__Saved entries__.
//! Hugging Face inference API adapter.
//!
//! Speaks the `summarization` task protocol shared by the hosted inference API and compatible
//! self-hosted servers: `{"inputs", "parameters"}` in, `[{"summary_text"}]` out.

use super::{SummarizationClientError, Summarizer, SummaryLength, non_blank_summary};
use async_trait::async_trait;
use reqwest::{Client, StatusCode};
use serde::Deserialize;
use serde_json::json;

/// Summarizer backed by a Hugging Face `summarization` endpoint.
pub struct HuggingFaceSummarizer {
    http: Client,
    endpoint: String,
    model: String,
    token: Option<String>,
}

impl HuggingFaceSummarizer {
    /// Create an adapter posting to `{base_url}/{model}`.
    pub fn new(http: Client, base_url: &str, model: &str, token: Option<String>) -> Self {
        Self {
            http,
            endpoint: format!("{}/{}", base_url.trim_end_matches('/'), model),
            model: model.to_string(),
            token,
        }
    }
}

#[derive(Debug, Deserialize)]
struct SummaryOutput {
    summary_text: String,
}

#[async_trait]
impl Summarizer for HuggingFaceSummarizer {
    async fn summarize(
        &self,
        text: &str,
        length: SummaryLength,
    ) -> Result<String, SummarizationClientError> {
        let payload = json!({
            "inputs": text,
            "parameters": {
                "max_length": length.max_length,
                "min_length": length.min_length,
                "do_sample": false,
            },
            "options": {
                "wait_for_model": true,
            }
        });

        let mut request = self.http.post(&self.endpoint).json(&payload);
        if let Some(token) = &self.token {
            request = request.bearer_auth(token);
        }

        let response = request.send().await.map_err(|error| {
            SummarizationClientError::ProviderUnavailable(format!(
                "failed to reach {}: {error}",
                self.endpoint
            ))
        })?;

        let status = response.status();
        if status == StatusCode::NOT_FOUND || status == StatusCode::SERVICE_UNAVAILABLE {
            let body = response.text().await.unwrap_or_default();
            return Err(SummarizationClientError::ProviderUnavailable(format!(
                "{} returned {status}: {body}",
                self.endpoint
            )));
        }

        if !status.is_success() {
            let body = response.text().await.unwrap_or_default();
            return Err(SummarizationClientError::GenerationFailed(format!(
                "model {} returned {status}: {body}",
                self.model
            )));
        }

        let outputs: Vec<SummaryOutput> = response.json().await.map_err(|error| {
            SummarizationClientError::InvalidResponse(format!(
                "failed to decode summarization response: {error}"
            ))
        })?;

        let output = outputs.into_iter().next().ok_or_else(|| {
            SummarizationClientError::InvalidResponse("response contained no summaries".into())
        })?;
        non_blank_summary(&output.summary_text, &self.model)
    }

    fn model(&self) -> &str {
        &self.model
    }
}

#[cfg(test)]
mod tests {
    use super::*;
    use httpmock::{Method::POST, MockServer};

    fn client_for(server: &MockServer, token: Option<&str>) -> HuggingFaceSummarizer {
        HuggingFaceSummarizer::new(
            Client::builder()
                .user_agent("summarize-pro-test")
                .build()
                .expect("client"),
            &format!("{}/models/", server.base_url()),
            "facebook/bart-large-cnn",
            token.map(str::to_string),
        )
    }

    #[tokio::test]
    async fn sends_greedy_length_bounded_request() {
        let server = MockServer::start_async().await;
        let client = client_for(&server, Some("hf_secret"));

        let mock = server
            .mock_async(|when, then| {
                when.method(POST)
                    .path("/models/facebook/bart-large-cnn")
                    .header("authorization", "Bearer hf_secret")
                    .json_body_partial(
                        r#"{"inputs": "Long article", "parameters": {"max_length": 80, "min_length": 10, "do_sample": false}}"#,
                    );
                then.status(200)
                    .json_body(json!([{ "summary_text": " Short summary. " }]));
            })
            .await;

        let summary = client
            .summarize(
                "Long article",
                SummaryLength {
                    max_length: 80,
                    min_length: 10,
                },
            )
            .await
            .expect("summary");

        mock.assert_async().await;
        assert_eq!(summary, "Short summary.");
    }

    #[tokio::test]
    async fn loading_model_is_reported_as_unavailable() {
        let server = MockServer::start_async().await;
        let client = client_for(&server, None);

        server
            .mock_async(|when, then| {
                when.method(POST).path("/models/facebook/bart-large-cnn");
                then.status(503)
                    .json_body(json!({ "error": "Model is currently loading" }));
            })
            .await;

        let error = client
            .summarize("text", SummaryLength::default())
            .await
            .expect_err("unavailable");

        assert!(
            matches!(error, SummarizationClientError::ProviderUnavailable(ref message) if message.contains("503"))
        );
    }

    #[tokio::test]
    async fn server_errors_are_generation_failures() {
        let server = MockServer::start_async().await;
        let client = client_for(&server, None);

        server
            .mock_async(|when, then| {
                when.method(POST).path("/models/facebook/bart-large-cnn");
                then.status(500).body("boom");
            })
            .await;

        let error = client
            .summarize("text", SummaryLength::default())
            .await
            .expect_err("failure");

        assert!(
            matches!(error, SummarizationClientError::GenerationFailed(ref message) if message.contains("boom"))
        );
    }

    #[tokio::test]
    async fn empty_output_list_is_invalid() {
        let server = MockServer::start_async().await;
        let client = client_for(&server, None);

        server
            .mock_async(|when, then| {
                when.method(POST).path("/models/facebook/bart-large-cnn");
                then.status(200).json_body(json!([]));
            })
            .await;

        let error = client
            .summarize("text", SummaryLength::default())
            .await
            .expect_err("invalid");

        assert!(matches!(error, SummarizationClientError::InvalidResponse(_)));
    }

    #[tokio::test]
    async fn blank_summary_text_is_invalid() {
        let server = MockServer::start_async().await;
        let client = client_for(&server, None);

        server
            .mock_async(|when, then| {
                when.method(POST).path("/models/facebook/bart-large-cnn");
                then.status(200).json_body(json!([{ "summary_text": "  " }]));
            })
            .await;

        let error = client
            .summarize("text", SummaryLength::default())
            .await
            .expect_err("blank summary");

        assert!(
            matches!(error, SummarizationClientError::InvalidResponse(ref message) if message.contains("empty summary"))
        );
    }
}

__Exercise instructions__.
In the entries above, find each line with the word "parameters" and return it.

__Problem solution__.
//! self-hosted servers: `{"inputs", "parameters"}` in, `[{"summary_text"}]` out.
            "parameters": {
                        r#"{"inputs": "Long article", "parameters": {"max_length": 80, "min_length": 10, "do_sample": false}}"#,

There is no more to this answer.